The Ministry of Religious Affairs responded to this wave of self-immolations by devoting the Friday sermons of 21 January to admonitions of patience and reminders that suicide is forbidden in Islam. However, some cases continued to be reported over coming days:

- 23 January: A teenager in Oued Taourira, Sidi Bel Abbes set himself on fire, apparently following a family altercation.
- 25 January: Kamel Bouria, a 38-year-old fireman and father in Oum El Bouaghi, set himself on fire following workplace difficulties. Another fireman at the same station, Karim Mehanaine, had threatened to do the same days earlier but was dissuaded.
- 26 January: A young unemployed man immolated himself in front of the wilayah seat at Djelfa and shouted "Hagrouni" (meaning, "they have wronged me") as he burned. He was said to have been protesting exclusion from the housing list.
- 28 January: Abdelhafid Boudechicha, a destitute 29-year-old day labourer living with his parents and five siblings, immolated himself at Medjana. He repeatedly shouted, "I'm fed up!" He died the next day. His friends said he struggled to find a job or housing.
- 29 January: B. S., a 29-year-old, son of an entrepreneur, immolated himself in front of Mohamed Khemisti High School next to the wilayah seat at Mostaganem. He suffered third-degree burns. According to security forces, the incident was related to disappointment in love.
- 30 January:
  - A bank security guard in Staoueli, Algiers attempted to burn himself during a protest by bank workers against the bank's director.
  - S. Hakimi, an employee of Algerian water company ADE, sprinkled himself with petrol at ADE's director office in Tizi Ouzou, but was stopped from setting himself alight. He was apparently protesting an arbitrary transfer.

===February===
- 6 February: At a protest called for by the National Committee for the Rights of the Unemployed, a young man working as a security guard for a very low wage drenched himself in petrol, but was stopped before lighting a match.
- 9 February: A 25-year-old man from Chréa, Blida set himself on fire in protest of the police's failure to respond to his complaint of having been beaten up. He was taken to the hospital badly injured.
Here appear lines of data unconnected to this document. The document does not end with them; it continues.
//! RNG module - injected randomness for piece selection
//!
//! The engine never reaches for an ambient generator. Every `GameState` owns a
//! [`Randomizer`], so a seed (or a scripted source in tests) reproduces the
//! exact piece sequence and therefore the exact transition sequence.

/// Source of uniform integers used by the shape catalog.
pub trait Randomizer {
    /// Random value in `[0, max)`. `max` is never zero.
    fn next_range(&mut self, max: u32) -> u32;
}

impl<R: Randomizer + ?Sized> Randomizer for &mut R {
    fn next_range(&mut self, max: u32) -> u32 {
        (**self).next_range(max)
    }
}

/// Simple LCG (Linear Congruential Generator) RNG
/// Uses constants from Numerical Recipes
#[derive(Debug, Clone, Copy, PartialEq, Eq, Hash)]
pub struct SimpleRng {
    state: u32,
}

impl SimpleRng {
    /// Create a new RNG with the given seed
    pub fn new(seed: u32) -> Self {
        // Avoid 0 seed which would produce all zeros
        let state = if seed == 0 { 1 } else { seed };
        Self { state }
    }

    /// Generate next random u32
    pub fn next_u32(&mut self) -> u32 {
        // LCG formula: (a * state + c) mod m
        // Using Numerical Recipes constants: a=1664525, c=1013904223, m=2^32
        self.state = self.state.wrapping_mul(1664525).wrapping_add(1013904223);
        self.state
    }
}

impl Randomizer for SimpleRng {
    fn next_range(&mut self, max: u32) -> u32 {
        // The low bits of a power-of-two LCG are weak; use the high half.
        (self.next_u32() >> 16) % max.max(1)
    }
}

impl Default for SimpleRng {
    fn default() -> Self {
        Self::new(1)
    }
}
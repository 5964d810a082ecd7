//! High-score persistence.
//!
//! A JSON array of `{ name, score, date }` entries kept on disk, best first,
//! at most [`MAX_ENTRIES`] long. Reading never fails the game: a missing or
//! corrupt file is an empty table.

pub mod error;
pub mod store;

pub use error::HighScoreError;
pub use chrono::{DateTime, Utc};
pub use store::{qualifies, HighScore, HighScoreStore, DEFAULT_NAME, MAX_ENTRIES, MAX_NAME_LEN};
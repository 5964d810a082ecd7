use std::path::PathBuf;

use thiserror::Error;

#[derive(Debug, Error)]
pub enum HighScoreError {
    #[error("high score file {path}: {source}")]
    Io {
        path: PathBuf,
        #[source]
        source: std::io::Error,
    },
    #[error("high score file {path} is not valid JSON: {source}")]
    Json {
        path: PathBuf,
        #[source]
        source: serde_json::Error,
    },
}

impl HighScoreError {
    pub(crate) fn io(path: impl Into<PathBuf>, source: std::io::Error) -> Self {
        Self::Io {
            path: path.into(),
            source,
        }
    }

    pub(crate) fn json(path: impl Into<PathBuf>, source: serde_json::Error) -> Self {
        Self::Json {
            path: path.into(),
            source,
        }
    }
}
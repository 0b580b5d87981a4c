//! Position estimators and the signal model feeding them

pub mod signal_model;
pub mod trilateration;
pub mod centroid;
pub mod fingerprint;

pub use signal_model::{clamp_rssi, distance, SignalModel};
pub use trilateration::trilaterate;
pub use centroid::weighted_centroid;
pub use fingerprint::{FingerprintDatabase, FingerprintSample};
//! Core data types for positioning and navigation

use serde::{Deserialize, Serialize};
use std::collections::HashMap;
use std::fmt;

/// Planar position on a building floor
#[derive(Debug, Clone, Copy, PartialEq, Serialize, Deserialize)]
pub struct Position {
    pub x: f64,
    pub y: f64,
    pub floor: i32,
}

impl Position {
    pub fn new(x: f64, y: f64, floor: i32) -> Self {
        Self { x, y, floor }
    }

    /// Planar distance, `None` when the positions are on different floors
    pub fn distance_to(&self, other: &Position) -> Option<f64> {
        if self.floor != other.floor {
            return None;
        }
        Some(self.planar_distance(other))
    }

    /// Planar distance ignoring floors
    pub fn planar_distance(&self, other: &Position) -> f64 {
        (self.x - other.x).hypot(self.y - other.y)
    }

    pub fn same_floor(&self, other: &Position) -> bool {
        self.floor == other.floor
    }

    pub fn is_finite(&self) -> bool {
        self.x.is_finite() && self.y.is_finite()
    }
}

/// One received-signal sample from a beacon or access point
#[derive(Debug, Clone, PartialEq, Serialize, Deserialize)]
pub struct SignalReading {
    pub source_id: String,
    pub rssi: i32,
    /// Calibrated RSSI at one meter (dBm)
    pub reference_power_at_1m: i32,
}

impl SignalReading {
    pub fn new(source_id: impl Into<String>, rssi: i32, reference_power_at_1m: i32) -> Self {
        Self {
            source_id: source_id.into(),
            rssi,
            reference_power_at_1m,
        }
    }
}

/// Known anchor locations keyed by source id
#[derive(Debug, Clone, Default, Serialize, Deserialize)]
#[serde(transparent)]
pub struct AnchorRegistry {
    anchors: HashMap<String, Position>,
}

impl AnchorRegistry {
    pub fn new() -> Self {
        Self::default()
    }

    pub fn insert(&mut self, source_id: impl Into<String>, position: Position) -> Option<Position> {
        self.anchors.insert(source_id.into(), position)
    }

    pub fn get(&self, source_id: &str) -> Option<&Position> {
        self.anchors.get(source_id)
    }

    pub fn len(&self) -> usize {
        self.anchors.len()
    }

    pub fn is_empty(&self) -> bool {
        self.anchors.is_empty()
    }

    pub fn iter(&self) -> impl Iterator<Item = (&String, &Position)> {
        self.anchors.iter()
    }
}

impl FromIterator<(String, Position)> for AnchorRegistry {
    fn from_iter<I: IntoIterator<Item = (String, Position)>>(iter: I) -> Self {
        Self {
            anchors: iter.into_iter().collect(),
        }
    }
}

/// An anchor paired with its estimated range, the input to every estimator
#[derive(Debug, Clone, PartialEq)]
pub struct AnchorMeasurement {
    pub source_id: String,
    pub position: Position,
    pub distance_m: f64,
    /// Relative confidence in this range; 1.0 when nothing better is known
    pub weight_hint: f64,
}

impl AnchorMeasurement {
    pub fn new(source_id: impl Into<String>, position: Position, distance_m: f64) -> Self {
        Self {
            source_id: source_id.into(),
            position,
            distance_m,
            weight_hint: 1.0,
        }
    }

    pub fn with_weight_hint(mut self, weight_hint: f64) -> Self {
        self.weight_hint = weight_hint;
        self
    }
}

/// Position estimation method
#[derive(Debug, Clone, Copy, PartialEq, Eq, Hash, Serialize, Deserialize)]
pub enum EstimatorKind {
    Trilateration,
    WeightedCentroid,
    Fingerprint,
    Kalman,
    Fusion,
}

impl EstimatorKind {
    pub fn name(&self) -> &'static str {
        match self {
            EstimatorKind::Trilateration => "trilateration",
            EstimatorKind::WeightedCentroid => "weighted-centroid",
            EstimatorKind::Fingerprint => "fingerprint",
            EstimatorKind::Kalman => "kalman",
            EstimatorKind::Fusion => "fusion",
        }
    }
}

impl fmt::Display for EstimatorKind {
    fn fmt(&self, f: &mut fmt::Formatter<'_>) -> fmt::Result {
        f.write_str(self.name())
    }
}

/// Output of an estimator or of the fusion combiner
#[derive(Debug, Clone, Copy, PartialEq, Serialize, Deserialize)]
pub struct PositionEstimate {
    pub x: f64,
    pub y: f64,
    pub floor: i32,
    pub accuracy_m: f64,
    pub algorithm: EstimatorKind,
    pub timestamp_ms: i64,
}

impl PositionEstimate {
    pub fn position(&self) -> Position {
        Position::new(self.x, self.y, self.floor)
    }
}

/// Kind of vertical connector between floors
#[derive(Debug, Clone, Copy, PartialEq, Eq, Hash, Serialize, Deserialize)]
#[serde(rename_all = "snake_case")]
pub enum TransitionType {
    Stairs,
    Escalator,
    Elevator,
}

impl fmt::Display for TransitionType {
    fn fmt(&self, f: &mut fmt::Formatter<'_>) -> fmt::Result {
        match self {
            TransitionType::Stairs => f.write_str("stairs"),
            TransitionType::Escalator => f.write_str("escalator"),
            TransitionType::Elevator => f.write_str("elevator"),
        }
    }
}

#[cfg(test)]
mod tests {
    use super::*;

    #[test]
    fn test_distance_gated_by_floor() {
        let a = Position::new(0.0, 0.0, 0);
        let b = Position::new(3.0, 4.0, 0);
        let c = Position::new(3.0, 4.0, 1);

        assert_eq!(a.distance_to(&b), Some(5.0));
        assert_eq!(a.distance_to(&c), None);
        assert_eq!(a.planar_distance(&c), 5.0);
    }

    #[test]
    fn test_registry_deserializes_as_map() {
        let json = r#"{"b1": {"x": 1.0, "y": 2.0, "floor": 0}}"#;
        let registry: AnchorRegistry = serde_json::from_str(json).unwrap();

        assert_eq!(registry.len(), 1);
        assert_eq!(registry.get("b1"), Some(&Position::new(1.0, 2.0, 0)));
        assert!(registry.get("b2").is_none());
    }
}
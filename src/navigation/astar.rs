//! A* search over the waypoint graph

use super::graph::{NavConnection, NavNode, NavigationGraph};
use crate::core::{Position, TransitionType, FLOOR_CHANGE_TIME_S, WALKING_SPEED_MPS};
use crate::utils::RoutingConfig;
use crate::validation::GraphError;
use log::{debug, trace};
use serde::Serialize;
use std::cmp::Ordering;
use std::collections::BinaryHeap;

/// Open-set entry
#[derive(Clone, Copy, Debug)]
struct AStarNode {
    index: usize,
    g_cost: f64,
    f_cost: f64,
}

impl Eq for AStarNode {}

impl PartialEq for AStarNode {
    fn eq(&self, other: &Self) -> bool {
        self.index == other.index
    }
}

impl Ord for AStarNode {
    fn cmp(&self, other: &Self) -> Ordering {
        // Reverse ordering for min-heap behavior
        other.f_cost.total_cmp(&self.f_cost)
    }
}

impl PartialOrd for AStarNode {
    fn partial_cmp(&self, other: &Self) -> Option<Ordering> {
        Some(self.cmp(other))
    }
}

/// One stop along a route
#[derive(Debug, Clone, PartialEq, Serialize)]
pub struct Waypoint {
    pub id: String,
    pub position: Position,
}

impl From<&NavNode> for Waypoint {
    fn from(node: &NavNode) -> Self {
        Self {
            id: node.id.clone(),
            position: node.position,
        }
    }
}

/// Walking figures for a route
#[derive(Debug, Clone, Copy, PartialEq, Serialize)]
pub struct RouteMetrics {
    /// Planar length summed over every leg
    pub distance_m: f64,
    /// Floors crossed, counting a multi-floor ride once per floor
    pub floor_changes: u32,
    pub estimated_time_s: f64,
}

/// Ordered waypoints from start to destination; empty when unreachable
#[derive(Debug, Clone, PartialEq, Default, Serialize)]
pub struct PathResult {
    pub nodes: Vec<Waypoint>,
    /// Accumulated search cost, including transition factors
    pub cost: f64,
}

impl PathResult {
    pub fn empty() -> Self {
        Self::default()
    }

    pub fn is_empty(&self) -> bool {
        self.nodes.is_empty()
    }

    pub fn len(&self) -> usize {
        self.nodes.len()
    }

    pub fn ids(&self) -> Vec<&str> {
        self.nodes.iter().map(|w| w.id.as_str()).collect()
    }

    pub fn start(&self) -> Option<&Waypoint> {
        self.nodes.first()
    }

    pub fn destination(&self) -> Option<&Waypoint> {
        self.nodes.last()
    }

    pub fn metrics(&self) -> RouteMetrics {
        let mut distance_m = 0.0;
        let mut floor_changes = 0;
        for leg in self.nodes.windows(2) {
            distance_m += leg[0].position.planar_distance(&leg[1].position);
            floor_changes += leg[1].position.floor.abs_diff(leg[0].position.floor);
        }
        RouteMetrics {
            distance_m,
            floor_changes,
            estimated_time_s: distance_m / WALKING_SPEED_MPS
                + floor_changes as f64 * FLOOR_CHANGE_TIME_S,
        }
    }
}

/// A* engine bound to one graph and one set of routing preferences.
///
/// Edge cost is `distance * factor`. Same-floor edges use factor 1; floor
/// transitions multiply a base factor (raised when accessible routes are
/// preferred) by the connector's type factor, discounted for the preferred
/// connector type.
///
/// The heuristic is planar distance scaled by the cheapest transition factor
/// plus a per-floor term bounded by what the graph's transitions actually
/// cost, so it never overestimates as long as edge distances are at least
/// the straight-line distance between their endpoints.
#[derive(Debug, Clone)]
pub struct PathfindingEngine {
    graph: NavigationGraph,
    config: RoutingConfig,
    /// Multiplier on planar distance in the heuristic
    planar_scale: f64,
    /// Heuristic cost per floor of separation
    floor_penalty: f64,
}

impl PathfindingEngine {
    /// Take ownership of a graph; an empty graph is rejected
    pub fn new(graph: NavigationGraph, config: RoutingConfig) -> Result<Self, GraphError> {
        if graph.is_empty() {
            return Err(GraphError::Empty);
        }
        let mut engine = Self {
            graph,
            config,
            planar_scale: 1.0,
            floor_penalty: 0.0,
        };
        engine.derive_heuristic_bounds();
        Ok(engine)
    }

    pub fn graph(&self) -> &NavigationGraph {
        &self.graph
    }

    pub fn config(&self) -> &RoutingConfig {
        &self.config
    }

    pub fn heuristic_floor_penalty(&self) -> f64 {
        self.floor_penalty
    }

    /// Change accessibility and connector preferences.
    ///
    /// Costs change with them, so callers holding cached paths must drop them.
    pub fn set_preferences(
        &mut self,
        prefer_accessible_routes: bool,
        preferred_transition_type: Option<TransitionType>,
    ) {
        self.config.prefer_accessible_routes = prefer_accessible_routes;
        self.config.preferred_transition_type = preferred_transition_type;
        self.derive_heuristic_bounds();
    }

    fn transition_factor(&self, transition_type: Option<TransitionType>) -> f64 {
        let base = if self.config.prefer_accessible_routes {
            self.config.accessible_base_factor
        } else {
            1.0
        };
        let type_factor = match transition_type {
            Some(TransitionType::Stairs) => self.config.stairs_factor,
            Some(TransitionType::Escalator) => self.config.escalator_factor,
            Some(TransitionType::Elevator) => self.config.elevator_factor,
            None => 1.0,
        };
        let discount = match (transition_type, self.config.preferred_transition_type) {
            (Some(t), Some(preferred)) if t == preferred => self.config.preferred_discount,
            _ => 1.0,
        };
        base * type_factor * discount
    }

    /// Cost of traversing one connection
    pub fn edge_cost(&self, connection: &NavConnection) -> f64 {
        let factor = if connection.is_floor_transition {
            self.transition_factor(connection.transition_type)
        } else {
            1.0
        };
        connection.distance as f64 * factor
    }

    fn derive_heuristic_bounds(&mut self) {
        let transitions: Vec<(&NavNode, &NavConnection)> = self
            .graph
            .nodes()
            .iter()
            .flat_map(|n| n.connections.iter().map(move |c| (n, c)))
            .filter(|(_, c)| c.is_floor_transition)
            .collect();

        let scale = transitions
            .iter()
            .map(|(_, c)| self.transition_factor(c.transition_type))
            .fold(1.0_f64, f64::min)
            .max(0.0);

        let mut bound = self.config.floor_heuristic_penalty.max(0.0);
        for (node, conn) in &transitions {
            let Some(target) = self.graph.node(&conn.target_node_id) else {
                continue;
            };
            let floors = target.position.floor.abs_diff(node.position.floor);
            if floors == 0 {
                continue;
            }
            let planar = node.position.planar_distance(&target.position);
            let per_floor = (self.edge_cost(conn) - scale * planar) / floors as f64;
            bound = bound.min(per_floor.max(0.0));
        }

        self.planar_scale = scale;
        self.floor_penalty = bound;
        trace!(
            "[AStar] heuristic scale {:.3}, floor penalty {:.3}",
            self.planar_scale,
            self.floor_penalty
        );
    }

    fn heuristic(&self, from: &Position, to: &Position) -> f64 {
        let floors = from.floor.abs_diff(to.floor) as f64;
        self.planar_scale * from.planar_distance(to) + self.floor_penalty * floors
    }

    /// Lowest-cost route between two node ids; empty when either id is
    /// unknown or the destination cannot be reached.
    pub fn find_path(&self, start_id: &str, end_id: &str) -> PathResult {
        trace!("[AStar] find_path: {} -> {}", start_id, end_id);

        let (Some(start), Some(goal)) = (self.graph.index_of(start_id), self.graph.index_of(end_id))
        else {
            debug!("[AStar] FAILED: unknown endpoint {} -> {}", start_id, end_id);
            return PathResult::empty();
        };

        let nodes = self.graph.nodes();
        let goal_position = nodes[goal].position;

        let mut open_set = BinaryHeap::new();
        let mut closed = vec![false; nodes.len()];
        let mut came_from: Vec<Option<usize>> = vec![None; nodes.len()];
        let mut g_scores = vec![f64::INFINITY; nodes.len()];

        g_scores[start] = 0.0;
        open_set.push(AStarNode {
            index: start,
            g_cost: 0.0,
            f_cost: self.heuristic(&nodes[start].position, &goal_position),
        });

        let mut nodes_expanded = 0usize;

        while let Some(current) = open_set.pop() {
            if current.index == goal {
                trace!("[AStar] reached {} after expanding {} nodes", end_id, nodes_expanded);
                return self.reconstruct_path(&came_from, goal, current.g_cost);
            }
            if closed[current.index] {
                continue;
            }
            closed[current.index] = true;
            nodes_expanded += 1;

            for conn in &nodes[current.index].connections {
                let Some(neighbor) = self.graph.index_of(&conn.target_node_id) else {
                    continue;
                };
                if closed[neighbor] {
                    continue;
                }
                if !nodes[neighbor].traversable && neighbor != goal {
                    continue;
                }

                let tentative_g = g_scores[current.index] + self.edge_cost(conn);
                if tentative_g < g_scores[neighbor] {
                    came_from[neighbor] = Some(current.index);
                    g_scores[neighbor] = tentative_g;
                    open_set.push(AStarNode {
                        index: neighbor,
                        g_cost: tentative_g,
                        f_cost: tentative_g
                            + self.heuristic(&nodes[neighbor].position, &goal_position),
                    });
                }
            }
        }

        debug!(
            "[AStar] FAILED: no path {} -> {} after expanding {} nodes",
            start_id, end_id, nodes_expanded
        );
        PathResult::empty()
    }

    /// Route from the node closest to `position` to `end_id`
    pub fn find_path_from(&self, position: &Position, end_id: &str) -> PathResult {
        match self.graph.find_closest_node(position) {
            Some(start) => self.find_path(&start.id, end_id),
            None => PathResult::empty(),
        }
    }

    fn reconstruct_path(&self, came_from: &[Option<usize>], goal: usize, cost: f64) -> PathResult {
        let nodes = self.graph.nodes();
        let mut path = vec![Waypoint::from(&nodes[goal])];
        let mut current = goal;
        while let Some(prev) = came_from[current] {
            path.push(Waypoint::from(&nodes[prev]));
            current = prev;
        }
        path.reverse();
        PathResult { nodes: path, cost }
    }
}
//! Replays the bundled office walk and prints each cycle

use indoor_nav::navigation::RouteUpdate;
use indoor_nav::Scenario;

const OFFICE: &str = include_str!("office_scenario.json");

fn main() -> Result<(), Box<dyn std::error::Error>> {
    println!("=== Indoor Navigation - Office Walk Replay ===\n");

    let scenario = Scenario::from_json(OFFICE)?;
    println!(
        "{} anchors, {} graph nodes, destination {}\n",
        scenario.anchors.len(),
        scenario.graph.nodes.len(),
        scenario.destination.as_deref().unwrap_or("none")
    );

    for (timestamp, output) in scenario.replay()? {
        let Some(estimate) = output.estimate else {
            println!("{:>6} ms  no position", timestamp);
            continue;
        };
        let route = match output.route {
            Some(RouteUpdate::OnRoute { progress, remaining_m }) => {
                format!("leg {}, {:.1} m left", progress, remaining_m)
            }
            Some(RouteUpdate::Rerouted { reason, path }) => {
                format!("{:?} reroute: {}", reason, path.ids().join(" -> "))
            }
            Some(RouteUpdate::Unreachable) => "unreachable".to_string(),
            Some(RouteUpdate::NoDestination) | None => String::new(),
        };
        println!(
            "{:>6} ms  ({:5.2}, {:5.2}) floor {}  {}",
            timestamp, estimate.x, estimate.y, estimate.floor, route
        );
    }
    Ok(())
}
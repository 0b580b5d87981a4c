use super::astar::PathResult;
use log::trace;
use std::collections::VecDeque;

/// Small LRU of computed routes keyed by `(start_id, end_id)`
///
/// Routes are requested again on every reroute toward the same destination,
/// and a handful of entries covers the usual back-and-forth.
#[derive(Debug, Clone)]
pub struct PathCache {
    capacity: usize,
    /// Most recently used first
    entries: VecDeque<((String, String), PathResult)>,
    hit_count: usize,
    miss_count: usize,
}

impl Default for PathCache {
    fn default() -> Self {
        Self::new(8)
    }
}

impl PathCache {
    /// A zero capacity disables caching
    pub fn new(capacity: usize) -> Self {
        Self {
            capacity,
            entries: VecDeque::with_capacity(capacity),
            hit_count: 0,
            miss_count: 0,
        }
    }

    pub fn capacity(&self) -> usize {
        self.capacity
    }

    pub fn len(&self) -> usize {
        self.entries.len()
    }

    pub fn is_empty(&self) -> bool {
        self.entries.is_empty()
    }

    fn position(&self, start_id: &str, end_id: &str) -> Option<usize> {
        self.entries
            .iter()
            .position(|((s, e), _)| s == start_id && e == end_id)
    }

    /// Look up a route, marking it most recently used
    pub fn get(&mut self, start_id: &str, end_id: &str) -> Option<PathResult> {
        match self.position(start_id, end_id) {
            Some(idx) => {
                self.hit_count += 1;
                let entry = self.entries.remove(idx)?;
                let path = entry.1.clone();
                self.entries.push_front(entry);
                trace!("[PathCache] hit {} -> {}", start_id, end_id);
                Some(path)
            }
            None => {
                self.miss_count += 1;
                None
            }
        }
    }

    /// Drop one route without touching the statistics
    pub fn remove(&mut self, start_id: &str, end_id: &str) -> Option<PathResult> {
        let idx = self.position(start_id, end_id)?;
        self.entries.remove(idx).map(|(_, path)| path)
    }

    /// Store a route, evicting the least recently used one when full
    pub fn insert(&mut self, start_id: &str, end_id: &str, path: PathResult) {
        if self.capacity == 0 {
            return;
        }
        if let Some(idx) = self.position(start_id, end_id) {
            self.entries.remove(idx);
        }
        while self.entries.len() >= self.capacity {
            if let Some(((s, e), _)) = self.entries.pop_back() {
                trace!("[PathCache] evict {} -> {}", s, e);
            }
        }
        self.entries
            .push_front(((start_id.to_string(), end_id.to_string()), path));
    }

    /// Hit count, miss count and hit rate
    pub fn get_statistics(&self) -> (usize, usize, f64) {
        let total = self.hit_count + self.miss_count;
        let hit_rate = if total > 0 {
            self.hit_count as f64 / total as f64
        } else {
            0.0
        };

        (self.hit_count, self.miss_count, hit_rate)
    }

    /// Drop every route; statistics are kept
    pub fn clear(&mut self) {
        self.entries.clear();
    }
}

#[cfg(test)]
mod tests {
    use super::*;
    use crate::core::Position;
    use crate::navigation::astar::Waypoint;

    fn path(ids: &[&str]) -> PathResult {
        PathResult {
            nodes: ids
                .iter()
                .enumerate()
                .map(|(i, id)| Waypoint {
                    id: id.to_string(),
                    position: Position::new(i as f64, 0.0, 0),
                })
                .collect(),
            cost: ids.len() as f64,
        }
    }

    #[test]
    fn test_hit_and_miss_statistics() {
        let mut cache = PathCache::new(4);
        assert!(cache.get("a", "c").is_none());

        cache.insert("a", "c", path(&["a", "b", "c"]));
        assert_eq!(cache.get("a", "c").unwrap().ids(), vec!["a", "b", "c"]);

        let (hits, misses, hit_rate) = cache.get_statistics();
        assert_eq!(hits, 1);
        assert_eq!(misses, 1);
        assert!((hit_rate - 0.5).abs() < 1e-10);
    }

    #[test]
    fn test_evicts_least_recently_used() {
        let mut cache = PathCache::new(2);
        cache.insert("a", "b", path(&["a", "b"]));
        cache.insert("b", "c", path(&["b", "c"]));
        // touch a->b so b->c becomes the oldest
        cache.get("a", "b");
        cache.insert("c", "d", path(&["c", "d"]));

        assert_eq!(cache.len(), 2);
        assert!(cache.get("b", "c").is_none());
        assert!(cache.get("a", "b").is_some());
        assert!(cache.get("c", "d").is_some());
    }

    #[test]
    fn test_reinsert_replaces_entry() {
        let mut cache = PathCache::new(2);
        cache.insert("a", "c", path(&["a", "c"]));
        cache.insert("a", "c", path(&["a", "b", "c"]));

        assert_eq!(cache.len(), 1);
        assert_eq!(cache.get("a", "c").unwrap().len(), 3);
    }

    #[test]
    fn test_remove_leaves_statistics() {
        let mut cache = PathCache::new(2);
        cache.insert("a", "b", path(&["a", "b"]));

        assert_eq!(cache.remove("a", "b").unwrap().ids(), vec!["a", "b"]);
        assert!(cache.remove("a", "b").is_none());
        assert!(cache.is_empty());
        assert_eq!(cache.get_statistics(), (0, 0, 0.0));
    }

    #[test]
    fn test_zero_capacity_stores_nothing() {
        let mut cache = PathCache::new(0);
        cache.insert("a", "b", path(&["a", "b"]));
        assert!(cache.is_empty());
        assert!(cache.get("a", "b").is_none());
    }

    #[test]
    fn test_clear() {
        let mut cache = PathCache::default();
        cache.insert("a", "b", path(&["a", "b"]));
        cache.clear();
        assert!(cache.is_empty());
        assert_eq!(cache.capacity(), 8);
    }
}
- 18 February: A married man threatened to set himself on fire at the daira office of Sidi M'hamed, Algiers but was dissuaded, and instead saw Governor Rabah Mokdad about his housing problems.
- 21 February: Three fathers formerly working at a cotton factory attempted to set themselves on fire in Issers, Boumerdes after their requests to return to the jobs they were fired from were rejected. They were fired in the wake of a strike campaign against the privatisation of the factory. The men were stopped and taken to hospital with some injuries.

===October===
- 4 October: A 19-year-old immolated himself after he was refused permission to resit the Baccalaureate exam at his former secondary school in Oran
- 8 October: An Algerian woman in Oran died after setting herself and her three-year-old son on fire. She had been evicted from her flat, for which she had recently paid her life savings amounting to 28,000 dollars.